When violating is specified:

  1. Vague generates candidate values normally
  2. Instead of retrying when constraints fail, it keeps the violating values
  3. Each record attempts to violate at least one constraint

Use Cases

Testing Validation

schema User {
email: email(),
age: int in 0..150,

assume matches("^[^@]+@[^@]+\\.[^@]+$", email),
assume age >= 18
}

dataset ValidUsers {
users: 100 of User
}

dataset InvalidUsers violating {
users: 50 of User
}

Use InvalidUsers to test that your validation correctly rejects underage users or malformed emails.

API Error Responses

schema Order {
quantity: int in 1..100,
price: decimal in 0.01..1000,
status: "pending" | "confirmed" | "shipped",

assume quantity > 0,
assume price > 0,
assume if status == "shipped" { quantity <= 50 }
}

dataset ErrorCases violating {
orders: 50 of Order
}

Test how your API handles orders with zero quantity, negative prices, or oversized shipments.

Database Constraints

schema Record {
id: unique int in 1..1000,
parent_id: any of records,
created_at: datetime(2024, 2024),
updated_at: datetime(2024, 2024),

assume updated_at >= created_at
}

dataset ConstraintViolations violating {
records: 100 of Record
}

Test database constraint enforcement with records that have updated_at < created_at.
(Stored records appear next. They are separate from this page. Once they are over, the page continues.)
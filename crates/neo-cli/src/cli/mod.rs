//! CLI argument parsing and command dispatch.
//!
//! This module provides the command-line interface for neo using clap's derive API.
//!
//! # Commands
//!
//! - `inspect`: Show one NEO, looked up by designation or name
//! - `query`: List close approaches matching the given criteria
//!
//! # Global Flags
//!
//! - `--json`: Output in JSON format (applies to all commands)
//! - `--neofile`, `--cadfile`: Override the configured data files
//! - `--config`: Read configuration from this YAML file
//!
//! # Example
//!
//! ```bash
//! neo inspect --name Eros --verbose
//! neo query --start-date 2020-01-01 --end-date 2020-12-31 --max-distance 0.05 --hazardous
//! neo query --where "velocity>=20" --limit 5 --json
//! ```

mod args;
mod execute;
mod validators;

use anyhow::{Context, Result};
use clap::{Parser, Subcommand};
use std::path::PathBuf;

pub use args::{InspectArgs, QueryArgs};
pub use execute::{build_filters, execute_inspect, execute_query, run_query};
pub use validators::{parse_date, parse_non_negative, validate_expression};

/// Neo - explore near-Earth objects and their close approaches
///
/// Loads NEOs from a CSV file and close approaches from a JSON file, then
/// inspects single objects or queries approaches by date, distance,
/// velocity, diameter and hazard.
#[derive(Parser, Debug)]
#[command(name = "neo")]
#[command(author, version, about, long_about = None)]
#[command(propagate_version = true)]
pub struct Cli {
    /// Output in JSON format for programmatic use
    #[arg(long, global = true)]
    pub json: bool,

    /// Disable colored output
    #[arg(long, global = true)]
    pub no_color: bool,

    /// Path to a YAML configuration file (default: ./neo.yaml if present)
    #[arg(long, global = true)]
    pub config: Option<PathBuf>,

    /// Path to the NEO CSV file
    #[arg(long, global = true)]
    pub neofile: Option<PathBuf>,

    /// Path to the close-approach JSON file
    #[arg(long, global = true)]
    pub cadfile: Option<PathBuf>,

    /// Subcommand to execute
    #[command(subcommand)]
    pub command: Commands,
}

/// Available commands
#[derive(Subcommand, Debug, Clone)]
pub enum Commands {
    /// Show a near-Earth object
    ///
    /// Looks the NEO up by primary designation or by IAU name. With
    /// `--verbose`, its close approaches are listed too.
    Inspect(InspectArgs),

    /// Query close approaches
    ///
    /// Lists close approaches matching every given criterion, in data file
    /// order, up to the configured or requested limit.
    Query(QueryArgs),
}

impl Cli {
    /// Parse CLI arguments from command line
    #[must_use]
    pub fn parse_args() -> Self {
        <Self as Parser>::parse()
    }

    /// Parse CLI arguments from an iterator (for testing)
    pub fn try_parse_from<I, T>(iter: I) -> std::result::Result<Self, clap::Error>
    where
        I: IntoIterator<Item = T>,
        T: Into<std::ffi::OsString> + Clone,
    {
        <Self as Parser>::try_parse_from(iter)
    }

    /// Execute the CLI command
    pub fn execute(&self) -> Result<()> {
        use crate::app::{App, DataOverrides};
        use crate::config::NeoConfig;
        use crate::output::{OutputConfig, OutputMode};

        let output_mode = if self.json {
            OutputMode::Json
        } else {
            OutputMode::Text
        };

        let working_dir = std::env::current_dir()?;
        let config = NeoConfig::discover(self.config.as_deref(), &working_dir)
            .context("Failed to load configuration")?;
        let output_config = OutputConfig::resolve(config.output.colors && !self.no_color);

        let overrides = DataOverrides {
            neofile: self.neofile.clone(),
            cadfile: self.cadfile.clone(),
        };
        let app = App::load(config, overrides, &working_dir).context("Failed to load data")?;

        let stdout = std::io::stdout();
        let mut out = stdout.lock();
        match &self.command {
            Commands::Inspect(args) => {
                execute::execute_inspect(&app, args, &mut out, output_mode, &output_config)
            }
            Commands::Query(args) => {
                execute::execute_query(&app, args, &mut out, output_mode, &output_config)
            }
        }
    }
}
Combining with Normal Data

Generate both valid and invalid data in the same file:

schema Payment {
amount: decimal in 0..10000,
method: "card" | "bank" | "cash",
status: "pending" | "completed" | "failed",

assume amount > 0,
assume if method == "card" { amount <= 5000 }
}

dataset Production {
payments: 1000 of Payment
}

dataset EdgeCases violating {
payments: 100 of Payment
}

dataset Mixed {
valid_payments: 900 of Payment,
// Note: violating is per-dataset, not per-collection
}

Testing Strategy

  1. Generate valid data for happy-path testing
  2. Generate violating data for error-path testing
  3. Mix with edge cases using the Issuer plugin
schema Input {
name: fullName(),
email: email(),

assume length(name) >= 2,
assume matches("^[^@]+@[^@]+$", email)
}

// Happy path
dataset Valid {
inputs: 100 of Input
}

// Constraint violations
dataset Invalid violating {
inputs: 50 of Input
}

// Edge cases (valid but unusual)
schema EdgeInput {
name: 0.5: issuer.homoglyph("admin") | 0.5: issuer.long(1000),
email: issuer.weirdEmail()
}

dataset EdgeCases {
inputs: 50 of EdgeInput
}

Limitations

  1. All-or-nothing. Violating applies to entire dataset, not individual fields.
  2. Best effort. Not guaranteed to violate every constraint.
  3. Retry limits. Generation still respects max retries.

Best Practices

  1. Test specific violations. Create focused violating datasets for each constraint.
  2. Document expected violations. Comment what should fail.
  3. Separate concerns. Keep valid and invalid data in separate datasets.
  4. Combine approaches. Use with Issuer plugin for comprehensive testing.